You might think that what followed was an explosion in the use of proteins as medicines. However, biologics (as they are now called) are challenging molecules to develop and administer to patients. They often suffer from stability or solubility problems, and countless small variations are often tested to find an acceptable therapeutic profile.

For example, the first versions of human insulin degraded so quickly that injections were required many times per day. Optimization took decades and continues today with the growing interest in automated insulin delivery systems.

One important class of biologics are antibodies. Antibodies are an essential part of the mammalian immune system, so when robust antibody production methods were invented in the 1970s, intensive research ensued. The result was the first approval of an antibody drug by the Food and Drug Administration in 1986: muromonab-CD3 to treat the rejection of kidney transplants. Other similar treatments soon followed.

However, these first-generation antibody therapies often induced immune reactions in patients because the hybridoma method used for their production takes advantage of a mouse antibody scaffold. Using human hybridomas was untenable, so researchers developed methods to graft human and animal scaffolds together in chimeras that reduced the immunogenicity of the resulting antibody molecule, all without compromising the portion that attacks the drug target.

The resulting “humanized” antibodies now represent the most profitable and rapidly growing class of approved drugs in the United States.

Since the turn of the century, advances in protein-based medicines have continued. The push to sequence the entirety of the human genome led to large advances in DNA sequencing technology, which in turn enabled new ways to discover proteins for use as drugs.

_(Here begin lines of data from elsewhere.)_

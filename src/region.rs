use crate::codec::{
    compress, decompress, frame, sectors_required, unframe, CompressionScheme,
    CHUNK_HEADER_BYTES, MAXIMUM_CHUNK_SECTORS,
};
use crate::error::{ChunkCopyError, ChunkReadError, ChunkWriteError, SectorError};
use crate::identity::{ChunkIdentity, LevelTagIdentity};
use crate::options::{IntegrityCheck, RegionOptions};
use crate::position::{RegionChunkPosition, RegionPosition};
use crate::sector::{SectorAllocator, HEADER_SECTORS, SECTOR_BYTES};
use byteorder::{BigEndian, ByteOrder, WriteBytesExt};
use flate2::Compression;
use log::{debug, info, warn};
use nbt::decode::read_compound_tag;
use nbt::encode::write_compound_tag;
use nbt::CompoundTag;
use std::io::{Cursor, Error, Read, Seek, SeekFrom, Write};
use std::time::{SystemTime, UNIX_EPOCH};
use std::{fmt, io};

/// Amount of chunks in region.
pub const REGION_CHUNKS: usize = 1024;
/// Region header length in bytes.
pub const REGION_HEADER_BYTES_LENGTH: u64 = (HEADER_SECTORS * SECTOR_BYTES) as u64;

/// Region represents a 32x32 group of chunks stored in a single source.
///
/// Chunks are addressed by world chunk coordinates; only the low five bits
/// of each coordinate select the slot.
pub struct Region<S> {
    /// Region coordinates, used for repair and diagnostics.
    position: RegionPosition,
    /// Source in which region are stored.
    source: S,
    /// Array of chunks metadata.
    chunks_metadata: [ChunkMetadata; REGION_CHUNKS],
    /// Used sectors for header and chunks data.
    sectors: SectorAllocator,
    /// Level used to compress written chunks.
    compression: Compression,
    /// Outcome of the repair that ran while loading, if any.
    repair_report: Option<RepairReport>,
}

impl<S> Region<S> {
    pub fn position(&self) -> RegionPosition {
        self.position
    }

    /// Returns chunk metadata at specified slot.
    fn get_metadata(&self, position: RegionChunkPosition) -> ChunkMetadata {
        self.chunks_metadata[position.metadata_index()]
    }

    pub fn contains_chunk(&self, chunk_x: i32, chunk_z: i32) -> bool {
        let position = RegionChunkPosition::from_chunk_position(chunk_x, chunk_z);

        !self.get_metadata(position).is_empty()
    }

    /// Starting sector and sector count of a chunk, `(0, 0)` when absent.
    pub fn chunk_sectors(&self, chunk_x: i32, chunk_z: i32) -> (u32, u8) {
        let metadata =
            self.get_metadata(RegionChunkPosition::from_chunk_position(chunk_x, chunk_z));

        (metadata.start_sector_index, metadata.sectors)
    }

    /// Last time in seconds when chunk was written, advisory only.
    pub fn last_modified(&self, chunk_x: i32, chunk_z: i32) -> u32 {
        self.get_metadata(RegionChunkPosition::from_chunk_position(chunk_x, chunk_z))
            .last_modified_timestamp
    }

    pub fn chunk_count(&self) -> usize {
        self.chunks_metadata
            .iter()
            .filter(|metadata| !metadata.is_empty())
            .count()
    }

    pub fn used_sectors(&self) -> usize {
        self.sectors.used()
    }

    pub fn total_sectors(&self) -> usize {
        self.sectors.total()
    }

    /// Report of the repair pass that ran while loading.
    pub fn repair_report(&self) -> Option<RepairReport> {
        self.repair_report
    }

    pub fn source(&self) -> &S {
        &self.source
    }

    pub(crate) fn source_mut(&mut self) -> &mut S {
        &mut self.source
    }

    pub fn into_inner(self) -> S {
        self.source
    }
}
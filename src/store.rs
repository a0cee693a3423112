use crate::error::{ChunkCopyError, ChunkReadError, ChunkWriteError};
use crate::position::{RegionChunkPosition, RegionPosition};
use crate::provider::RegionProvider;
use crate::region::Region;
use log::debug;
use std::collections::HashMap;
use std::io;
use std::io::{Read, Seek, Write};

/// Chunks of a whole world, addressed by world chunk coordinates.
///
/// Regions are opened on first use and kept until [`RegionStore::close`].
pub struct RegionStore<S, P> {
    provider: P,
    regions: HashMap<RegionPosition, Region<S>>,
}

impl<S, P> RegionStore<S, P>
where
    S: Read + Write + Seek,
    P: RegionProvider<S>,
{
    pub fn new(provider: P) -> Self {
        RegionStore {
            provider,
            regions: HashMap::new(),
        }
    }

    pub fn provider(&self) -> &P {
        &self.provider
    }

    /// Region covering the chunk, created when missing.
    pub fn region(&mut self, chunk_x: i32, chunk_z: i32) -> Result<&mut Region<S>, io::Error> {
        let position = RegionPosition::from_chunk_position(chunk_x, chunk_z);

        if !self.regions.contains_key(&position) {
            debug!(target: "region-store", "Opening region {}", position);

            let region = self.provider.get_region(position)?;
            self.regions.insert(position, region);
        }

        match self.regions.get_mut(&position) {
            Some(region) => Ok(region),
            None => Err(io::ErrorKind::NotFound.into()),
        }
    }

    /// Region covering the chunk, if it already exists.
    fn existing_region(
        &mut self,
        chunk_x: i32,
        chunk_z: i32,
    ) -> Result<Option<&mut Region<S>>, io::Error> {
        let position = RegionPosition::from_chunk_position(chunk_x, chunk_z);

        if !self.regions.contains_key(&position) && !self.provider.has_region(position) {
            return Ok(None);
        }

        self.region(chunk_x, chunk_z).map(Some)
    }

    pub fn contains_chunk(&mut self, chunk_x: i32, chunk_z: i32) -> Result<bool, io::Error> {
        Ok(self
            .existing_region(chunk_x, chunk_z)?
            .map_or(false, |region| region.contains_chunk(chunk_x, chunk_z)))
    }

    pub fn read_chunk(&mut self, chunk_x: i32, chunk_z: i32) -> Result<Vec<u8>, ChunkReadError> {
        match self.existing_region(chunk_x, chunk_z)? {
            Some(region) => region.read_chunk(chunk_x, chunk_z),
            None => Err(ChunkReadError::ChunkNotFound {
                position: RegionChunkPosition::from_chunk_position(chunk_x, chunk_z),
            }),
        }
    }

    pub fn write_chunk(
        &mut self,
        chunk_x: i32,
        chunk_z: i32,
        payload: &[u8],
    ) -> Result<(), ChunkWriteError> {
        self.region(chunk_x, chunk_z)?
            .write_chunk(chunk_x, chunk_z, payload)
    }

    pub fn delete_chunk(&mut self, chunk_x: i32, chunk_z: i32) -> Result<bool, io::Error> {
        match self.existing_region(chunk_x, chunk_z)? {
            Some(region) => region.delete_chunk(chunk_x, chunk_z),
            None => Ok(false),
        }
    }

    /// Copies the compressed chunk from another store without recompressing.
    ///
    /// Returns false when the other store lacks the chunk.
    pub fn copy_chunk_from<T, Q>(
        &mut self,
        other: &mut RegionStore<T, Q>,
        chunk_x: i32,
        chunk_z: i32,
    ) -> Result<bool, ChunkCopyError>
    where
        T: Read + Write + Seek,
        Q: RegionProvider<T>,
    {
        let source = match other
            .existing_region(chunk_x, chunk_z)
            .map_err(ChunkReadError::from)?
        {
            Some(source) if source.contains_chunk(chunk_x, chunk_z) => source,
            _ => return Ok(false),
        };

        let destination = self
            .region(chunk_x, chunk_z)
            .map_err(ChunkWriteError::from)?;

        destination.copy_chunk_from(source, chunk_x, chunk_z)
    }

    /// Amount of regions currently open.
    pub fn open_regions(&self) -> usize {
        self.regions.len()
    }

    /// Drops every open region, releasing file handles.
    pub fn close(&mut self) {
        self.regions.clear();
    }
}
//! Single-frame JPEG sampling for vision analysis.

use std::path::Path;
use tracing::debug;

use crate::command::{FfmpegCommand, FfmpegRunner};
use crate::error::{MediaError, MediaResult};

/// Extract one JPEG frame at `timestamp`, scaled so the longest edge is at
/// most `max_dimension` pixels.
pub async fn sample_frame_jpeg(
    source: impl AsRef<Path>,
    timestamp: f64,
    max_dimension: u32,
    scratch_dir: impl AsRef<Path>,
) -> MediaResult<Vec<u8>> {
    let source = source.as_ref();
    let frame_path = scratch_dir
        .as_ref()
        .join(format!("frame_{:.3}.jpg", timestamp));

    let cmd = FfmpegCommand::new(source, &frame_path)
        .seek(timestamp.max(0.0))
        .single_frame()
        .video_filter(format!(
            "scale='min({max},iw)':'min({max},ih)':force_original_aspect_ratio=decrease",
            max = max_dimension
        ))
        .output_args(["-q:v", "2"]);

    FfmpegRunner::new().run(&cmd).await?;

    let bytes = tokio::fs::read(&frame_path).await?;
    if bytes.is_empty() {
        return Err(MediaError::InvalidMedia(format!(
            "empty frame at {timestamp:.3}s from {}",
            source.display()
        )));
    }

    debug!(
        source = %source.display(),
        timestamp = timestamp,
        size_kb = bytes.len() / 1024,
        "Sampled frame"
    );

    let _ = tokio::fs::remove_file(&frame_path).await;

    Ok(bytes)
}
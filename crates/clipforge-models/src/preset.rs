//! Silence removal presets.
//!
//! Each platform preset bundles the VAD threshold, silence trimming, speech
//! padding, and crossfade parameters tuned for that platform's pacing.

use serde::{Deserialize, Serialize};
use std::fmt;
use std::str::FromStr;
use thiserror::Error;

/// Named silence-removal presets.
#[derive(Debug, Clone, Copy, PartialEq, Eq, Hash, Serialize, Deserialize)]
#[serde(rename_all = "snake_case")]
pub enum PlatformPreset {
    Linkedin,
    YoutubeShorts,
    Tiktok,
    Podcast,
}

impl PlatformPreset {
    /// All available presets.
    pub const ALL: &'static [PlatformPreset] = &[
        PlatformPreset::Linkedin,
        PlatformPreset::YoutubeShorts,
        PlatformPreset::Tiktok,
        PlatformPreset::Podcast,
    ];

    pub fn as_str(&self) -> &'static str {
        match self {
            PlatformPreset::Linkedin => "linkedin",
            PlatformPreset::YoutubeShorts => "youtube_shorts",
            PlatformPreset::Tiktok => "tiktok",
            PlatformPreset::Podcast => "podcast",
        }
    }

    /// Resolve the fixed configuration for this preset.
    pub fn config(&self) -> PresetConfig {
        match self {
            PlatformPreset::Linkedin => PresetConfig {
                vad_threshold: 0.5,
                min_silence_s: 0.50,
                max_kept_silence_s: 0.70,
                speech_padding_s: 0.15,
                crossfade_s: 0.010,
            },
            PlatformPreset::YoutubeShorts => PresetConfig {
                vad_threshold: 0.5,
                min_silence_s: 0.30,
                max_kept_silence_s: 0.20,
                speech_padding_s: 0.10,
                crossfade_s: 0.010,
            },
            PlatformPreset::Tiktok => PresetConfig {
                vad_threshold: 0.5,
                min_silence_s: 0.20,
                max_kept_silence_s: 0.15,
                speech_padding_s: 0.08,
                crossfade_s: 0.010,
            },
            PlatformPreset::Podcast => PresetConfig {
                vad_threshold: 0.5,
                min_silence_s: 0.80,
                max_kept_silence_s: 1.00,
                speech_padding_s: 0.20,
                crossfade_s: 0.010,
            },
        }
    }
}

impl fmt::Display for PlatformPreset {
    fn fmt(&self, f: &mut fmt::Formatter<'_>) -> fmt::Result {
        f.write_str(self.as_str())
    }
}

/// Error for unrecognized preset names.
#[derive(Debug, Error)]
#[error("unknown preset '{0}'")]
pub struct UnknownPreset(pub String);

impl FromStr for PlatformPreset {
    type Err = UnknownPreset;

    fn from_str(s: &str) -> Result<Self, Self::Err> {
        match s.to_ascii_lowercase().as_str() {
            "linkedin" => Ok(PlatformPreset::Linkedin),
            "youtube_shorts" => Ok(PlatformPreset::YoutubeShorts),
            "tiktok" => Ok(PlatformPreset::Tiktok),
            "podcast" => Ok(PlatformPreset::Podcast),
            other => Err(UnknownPreset(other.to_string())),
        }
    }
}

/// Configuration bundle behind a [`PlatformPreset`].
///
/// All durations are in seconds.
#[derive(Debug, Clone, Copy, PartialEq, Serialize, Deserialize)]
pub struct PresetConfig {
    /// Silero VAD speech threshold (0.0-1.0).
    ///
    /// Silero is trained to output ~0.5 for borderline frames, so 0.5 is a
    /// balanced default for all presets.
    pub vad_threshold: f32,

    /// Minimum silence duration eligible for trimming.
    ///
    /// Silences shorter than this are kept in full.
    pub min_silence_s: f64,

    /// Maximum silence to keep after trimming.
    ///
    /// Longer silences are shortened to this, trimming equally from both
    /// ends so the centre of the pause survives.
    pub max_kept_silence_s: f64,

    /// Padding preserved around each speech interval.
    ///
    /// Prevents clipping consonants at word boundaries.
    pub speech_padding_s: f64,

    /// Crossfade duration at each join between kept segments.
    pub crossfade_s: f64,
}

impl PresetConfig {
    /// Builder-style setter for the VAD threshold.
    pub fn with_threshold(mut self, threshold: f32) -> Self {
        self.vad_threshold = threshold.clamp(0.0, 1.0);
        self
    }

    /// Builder-style setter for the maximum kept silence.
    pub fn with_max_kept_silence(mut self, seconds: f64) -> Self {
        self.max_kept_silence_s = seconds.max(0.0);
        self
    }
}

DNA-encoded libraries can now screen vast (>10^10) protein variants, enabling the rapid discovery of antibodies or peptides with high affinity for drug targets. Paired with decades of production and humanization method development, the pipeline for turning an antibody into a drug candidate is faster than ever before.

The frontiers of biologic drug development now lie in new ways to engineer and modify proteins themselves. For example, antibodies can be made bispecific or have drug payloads conjugated directly to them. Small proteins and peptides can incorporate non-natural amino acids and succeed where larger biologics fail — some are now being tested in clinical trials.

Over the past 50 years, basic research discoveries have transformed proteins from mysterious biological machines to molecules we can use to treat disease. I firmly believe the next 50 years will bring breakthroughs of similar importance. As technological developments enable new ways to discover drugs, the effectiveness of the treatments we can develop will continue apace.